Abortion.

Still reeling from the Boston bombing, still unsure of the outcome of the gun control bill, still unsure of Syria and how/if we should aid the rebels (and which rebels to aid), I’m still unsure about, well, many things.

One thing I’m not unsure about: Abortion rights.

Recently, 4 states have advanced restrictive abortion laws. They are North Dakota, Arkansas, Alabama, and Kansas. These laws are flatly against Supreme Court precedent and in the case of North Dakota are explicitly meant to be so, in order to get a chance to re-litigate Roe vs Wade.

Arkansas’ law is contradictory to Roe v. Wade by limiting abortions to 12 weeks (as opposed to the 22-24 stated in Roe v Wade), or, once a “fetal heartbeat” can be detected without a trans-vaginal probe. A fetus has a heartbeat much earlier than that (often around 6 weeks, or before a woman even knows she’s pregnant) but after all the forcible-rape-by-the-government bruhaha, these law makers sought to create an arbitrary barrier to a woman’s right to control her body by slightly different means.

Then there’s the Alabama bill which includes building code changes that have nothing to do with the services rendered at any women’s health clinic providing abortions, but will cost egregious sums of money in renovations to conform to. These changes do nothing, NOTHING, to benefit women’s health, and are only advocated as the most cynical, perverse, and devious way to advance an agenda without confronting the issue head on. It’s cowardly, deviant, and sick. It’s the reason the word “politician” is an insult.

We then have Kansas. Where a law set to pass will prevent “employees of abortion clinics from providing sex education in schools, bans tax credits for abortion services and requires clinics to give details to women about fetal development and abortion health risks. It also bans abortions based solely on the gender of the fetus” like that’s a thing in the U.S. Among the “Abortion Health Risks”? Breast Cancer. As Cancer.org states:

  • Induced abortion is not linked to an increase in breast cancer risk.
  • Spontaneous abortion is not linked to an increase in breast cancer risk.

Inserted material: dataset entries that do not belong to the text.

//! HTTP client for the Packagist package API.

use crate::sync::{PackageRegistry, RegistryFuture, UpdateOutcome};
use crate::types::{PackageListResponse, PackageRequest, StatusResponse};
use packagist_sync_config::SyncConfig;
use packagist_sync_core::{Error, Result, VERSION, from_json_slice, to_json};
use reqwest::{
    Client, Response, StatusCode,
    header::{CONTENT_TYPE, HeaderValue},
};
use std::time::Duration;
use tracing::{debug, info, warn};
use url::Url;

const CREATE_PACKAGE_ENDPOINT: &str = "api/create-package";
const UPDATE_PACKAGE_ENDPOINT: &str = "api/update-package";
const LIST_PACKAGES_ENDPOINT: &str = "packages/list.json";

/// HTTP settings for a [`RegistryClient`].
#[derive(Debug, Clone)]
pub struct RegistryClientConfig {
    /// Total request timeout. `None` keeps the HTTP client default.
    pub timeout: Option<Duration>,
    /// User agent sent with every request.
    pub user_agent: String,
}

impl Default for RegistryClientConfig {
    fn default() -> Self {
        Self {
            timeout: None,
            user_agent: format!("packagist-sync/{VERSION}"),
        }
    }
}

/// Client for one package on a Packagist-compatible registry.
///
/// Every setting is read from the owned [`SyncConfig`] when a request is
/// built, so missing values surface only in the operation that needs them.
pub struct RegistryClient {
    http: Client,
    config: SyncConfig,
}

impl std::fmt::Debug for RegistryClient {
    fn fmt(&self, f: &mut std::fmt::Formatter<'_>) -> std::fmt::Result {
        f.debug_struct("RegistryClient")
            .field("http", &"reqwest::Client")
            .field("config", &self.config)
            .finish()
    }
}

impl RegistryClient {
    /// Create a client with default HTTP settings.
    ///
    /// # Errors
    /// Returns error if the HTTP client cannot be built.
    pub fn new(config: SyncConfig) -> Result<Self> {
        Self::with_options(config, RegistryClientConfig::default())
    }

    /// Create a client with custom HTTP settings.
    ///
    /// # Errors
    /// Returns error if the HTTP client cannot be built.
    pub fn with_options(config: SyncConfig, options: RegistryClientConfig) -> Result<Self> {
        let mut builder = Client::builder().user_agent(options.user_agent);
        if let Some(timeout) = options.timeout {
            builder = builder.timeout(timeout);
        }

        let http = builder.build().map_err(|e| {
            debug!(error = %e, "failed to build HTTP client");
            Error::Transport
        })?;

        Ok(Self { http, config })
    }

    /// The settings this client works with.
    #[must_use]
    pub const fn config(&self) -> &SyncConfig {
        &self.config
    }

    /// Register the repository as a new package.
    ///
    /// # Errors
    /// Returns a configuration error, before any request, if the repository
    /// URL is not set; otherwise a registry or transport error.
    pub async fn create_package(&self) -> Result<()> {
        let url = self.api_url(CREATE_PACKAGE_ENDPOINT)?;
        let repository_url = self.config.github_repository_url()?;

        info!(repository = repository_url, "creating package");
        let response = self
            .post(url, &PackageRequest::new(repository_url))
            .await?;
        check_status(response).await
    }

    /// Ask the registry to refresh the package.
    ///
    /// A 404 answer is reported as [`UpdateOutcome::NotFound`].
    ///
    /// # Errors
    /// Returns a configuration, registry or transport error.
    pub async fn update_package(&self) -> Result<UpdateOutcome> {
        let url = self.api_url(UPDATE_PACKAGE_ENDPOINT)?;
        let package_name = self.config.package_name()?;
        let package_url = format!("{}/packages/{package_name}", self.base_url());

        info!(package = package_name, "updating package");
        let response = self.post(url, &PackageRequest::new(&package_url)).await?;

        if response.status() == StatusCode::NOT_FOUND {
            debug!(package = package_name, "registry does not know the package");
            return Ok(UpdateOutcome::NotFound {
                package_name: package_name.to_string(),
            });
        }

        check_status(response).await?;
        Ok(UpdateOutcome::Updated)
    }

    /// Check whether the package is listed under its vendor.
    ///
    /// # Errors
    /// Returns a configuration or transport error.
    pub async fn find_package_by_vendor_name(&self) -> Result<bool> {
        let vendor = self.config.vendor_name()?;
        let mut url = self.endpoint_url(LIST_PACKAGES_ENDPOINT)?;
        url.query_pairs_mut().append_pair("vendor", vendor);

        debug!(vendor, "listing vendor packages");
        let body = read_body(self.get(url).await?).await?;

        let list: PackageListResponse = match from_json_slice(&body) {
            Ok(list) => list,
            Err(e) => {
                warn!(error = %e, "unreadable package list");
                return Ok(false);
            }
        };

        Ok(list.contains(self.config.package_name()?))
    }

    /// `https://` plus the domain, or the domain itself if it has a scheme.
    fn base_url(&self) -> String {
        let domain = self.config.packagist_domain().trim_end_matches('/');
        if domain.contains("://") {
            domain.to_string()
        } else {
            format!("https://{domain}")
        }
    }

    fn endpoint_url(&self, endpoint: &str) -> Result<Url> {
        let raw = format!("{}/{endpoint}", self.base_url());
        Url::parse(&raw).map_err(|e| {
            Error::config(format!(
                "Invalid registry domain '{}': {e}",
                self.config.packagist_domain()
            ))
        })
    }

    fn api_url(&self, endpoint: &str) -> Result<Url> {
        let username = self.config.packagist_username()?;
        let mut url = self.endpoint_url(endpoint)?;
        url.query_pairs_mut()
            .append_pair("username", username)
            .append_pair("apiToken", self.config.api_token()?);
        Ok(url)
    }

    async fn post(&self, url: Url, body: &PackageRequest<'_>) -> Result<Response> {
        let body = to_json(body)?;
        debug!(endpoint = url.path(), "POST request");

        let response = self
            .http
            .post(url)
            .header(CONTENT_TYPE, HeaderValue::from_static("application/json"))
            .body(body)
            .send()
            .await
            .map_err(transport_error)?;

        debug!(status = %response.status(), "POST request completed");
        Ok(response)
    }

    async fn get(&self, url: Url) -> Result<Response> {
        debug!(endpoint = url.path(), "GET request");

        let response = self.http.get(url).send().await.map_err(transport_error)?;

        debug!(status = %response.status(), "GET request completed");
        Ok(response)
    }
}

impl PackageRegistry for RegistryClient {
    fn update_package(&self) -> RegistryFuture<'_, UpdateOutcome> {
        Box::pin(Self::update_package(self))
    }

    fn create_package(&self) -> RegistryFuture<'_, ()> {
        Box::pin(Self::create_package(self))
    }
}

/// The underlying error is logged, never returned.
///
/// The request URL carries the API token, so it is stripped before logging.
fn transport_error(err: reqwest::Error) -> Error {
    let err = err.without_url();
    debug!(
        error = %err,
        timeout = err.is_timeout(),
        connect = err.is_connect(),
        "registry request failed"
    );
    Error::Transport
}

async fn read_body(response: Response) -> Result<Vec<u8>> {
    let bytes = response.bytes().await.map_err(transport_error)?;
    Ok(bytes.to_vec())
}

/// Fail unless the body reports `"status": "success"`.
async fn check_status(response: Response) -> Result<()> {
    let http_status = response.status();
    let body = read_body(response).await?;

    let parsed: StatusResponse = from_json_slice(&body).unwrap_or_default();
    if parsed.is_success() {
        return Ok(());
    }

    let message = parsed.message();
    debug!(status = %http_status, message = ?message, "registry reported failure");
    Err(Error::registry(message))
}
//! packagist-sync CLI - keep a Packagist package in step with its repository.
//!
//! Meant to run as a CI step after a push: it asks the registry to refresh
//! the package and registers it when the registry does not know it yet.

#![deny(clippy::all)]
#![allow(clippy::module_name_repetitions)]

mod commands;
mod output;

use clap::Parser;
use commands::{Cli, Commands};
use std::process::ExitCode;
use tracing::Level;
use tracing_subscriber::EnvFilter;

fn main() -> ExitCode {
    let cli = Cli::parse();

    // Initialize tracing based on verbosity
    let log_level = match cli.verbose {
        0 if cli.quiet => Level::ERROR,
        0 => Level::WARN,
        1 => Level::INFO,
        2 => Level::DEBUG,
        _ => Level::TRACE,
    };

    let filter = EnvFilter::builder()
        .with_default_directive(log_level.into())
        .from_env_lossy();

    tracing_subscriber::fmt()
        .with_env_filter(filter)
        .with_target(false)
        .without_time()
        .with_writer(std::io::stderr)
        .init();

    output::init(cli.no_ansi, cli.quiet);

    let runtime = match tokio::runtime::Builder::new_current_thread()
        .enable_all()
        .build()
    {
        Ok(runtime) => runtime,
        Err(e) => {
            output::error(&format!("Failed to initialize: {e}"));
            return ExitCode::FAILURE;
        }
    };

    match runtime.block_on(run_command(cli.command)) {
        Ok(code) => code,
        Err(e) => {
            output::error(&format!("An error occurred: {e}"));
            ExitCode::FAILURE
        }
    }
}

async fn run_command(command: Commands) -> anyhow::Result<ExitCode> {
    match command {
        Commands::Sync(args) => {
            commands::sync::run(args).await?;
            Ok(ExitCode::SUCCESS)
        }
        Commands::Exists(args) => {
            if commands::exists::run(args).await? {
                Ok(ExitCode::SUCCESS)
            } else {
                Ok(ExitCode::FAILURE)
            }
        }
    }
}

So, Kansas’ claims are bullshit. These laws are not intended to be protective of woman’s health at all. It’s clearly a scare tactic and nothing more.

Lastly we have North Dakota which has advanced a personhood bill, and while it will be legally struck down, it’s important to keep it in mind while looking at the latest law they’ve advanced, because it highlights the common theme among all these laws: repeal-in-any-way-at-any-cost. Now, to the latest law, which restricts abortions based upon the disputed idea that a fetus can feel pain at 20 weeks, 2-4 earlier than the Supreme Court ruled a baby is viable. Interesting side note: whatever is claimed about a fetus in these laws, all these laws assume that the babies trump every over possible concern. Which neatly segues into my next point.

Body Rights. My favorite post on this subject is entitled “Bluey the Body Rights Thingamabob.” The jist is that no one can overturn their right to their own body. No being, be they fetus or adult human, can take our right to our body away from us. It is the single most definitive right any human being can have. Without a right to control ones own body, society is nil. All the typical objections are addressed in the linked article (and the following comments) in a way that makes me mad that I didn’t write it myself. However, there is a word used that I’d like to reiterate: Inalienable. “Unable to be taken away from or given away by the possessor.” I’d like to add in another word: Equivocation: To use language in a way as to deceive. For instance, saying a fetus should be given all the rights of an individual is akin to confusing an acorn for a tree, or, conflating a sentient human with a perception of past and future, for a fetus. This idea is rudimentary, perhaps that’s why it’s so violently denied.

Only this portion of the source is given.